Professor John McGeehan from the University of Portsmouth and Dr. Gregg Beckham at the U.S. Department of Energy’s National Renewable Energy Laboratory cracked the case of the crystal structure of PETase, a new mutant enzyme that actually digests PET. They used 3D information, and unintentionally, engineered an enzyme that degraded plastic better than the naturally evolved one.
The two published their findings in Proceedings of the National Academy of Sciences.
Initially, the researchers were examining the natural PETase enzyme, which may have evolved from a waste recycling center in Japan where the waste allowed the bacterium to destroy plastic as a food source. The objective of their research was to determine the structure of the organic enzyme, but they accidently created an enzyme that was even better at breaking down plastics.
Currently, the researchers are taking their findings one step further by engineering the enzyme to industrially break down plastics in just a fraction of the time.

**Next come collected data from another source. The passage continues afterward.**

/// 機能別モジュール
///
/// 各機能モジュールは、その機能に関連するコード（モデル、データベース操作、サービス）
/// を含む自己完結型のユニットです。
// 機能モジュールの宣言
pub mod reports;
pub mod subscriptions;
use thiserror::Error;

#[derive(Debug, Error)]
pub enum FinalityError {
    #[error("finality submitter configuration error: {0}")]
    Config(String),

    /// The node rejected the transaction before it was broadcast.
    #[error("escrow transaction could not be sent: {0}")]
    Submission(String),

    #[error("escrow transaction {tx_hash} reverted")]
    Reverted { tx_hash: String },

    #[error("escrow transaction {tx_hash} was dropped from the mempool")]
    Dropped { tx_hash: String },

    /// Broadcast succeeded but no receipt arrived in time. The transaction
    /// may still be included later, so callers must not blindly resubmit.
    #[error("escrow transaction {tx_hash} not included within {seconds}s")]
    InclusionTimeout { tx_hash: String, seconds: u64 },

    #[error("chain rpc error: {0}")]
    Rpc(String),
}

The team will start to apply tools of protein engineering and evolution to continue the enzyme’s progression. Scientists at the Diamond Light Source, the University of Portsmouth and NREL have helped this progression by using their laboratory beamline I23, to generate an ultra-high-resolution 3D model of the PETase enzyme.
With intricate detail provided by the beamline, the researchers have begun to delve into important information for adapting the enzyme to perform large-scale industrial recycling methods.
Currently, the mutant enzyme can also break down polyethylene furandicarboxylate (PEF), a bio-based replacement for PET plastics for glass beer bottles.
For now, they continue to push their enzyme to reach new heights of discovering information for the benefits of the environment.
Professor McGeehan, Director of the Institute of Biological and Biomedical Sciences said few would have predicted the outbreak of plastics that are not being recycled. They now ruin the once scenic view and cover prestigious landscapes and beaches everywhere.
“We can all play a significant part in dealing with the plastic problem, but the scientific community who ultimately created these ‘wonder-materials’, must now use all the technology at their disposal to develop real solutions,” says McGeehan, according to Science Daily.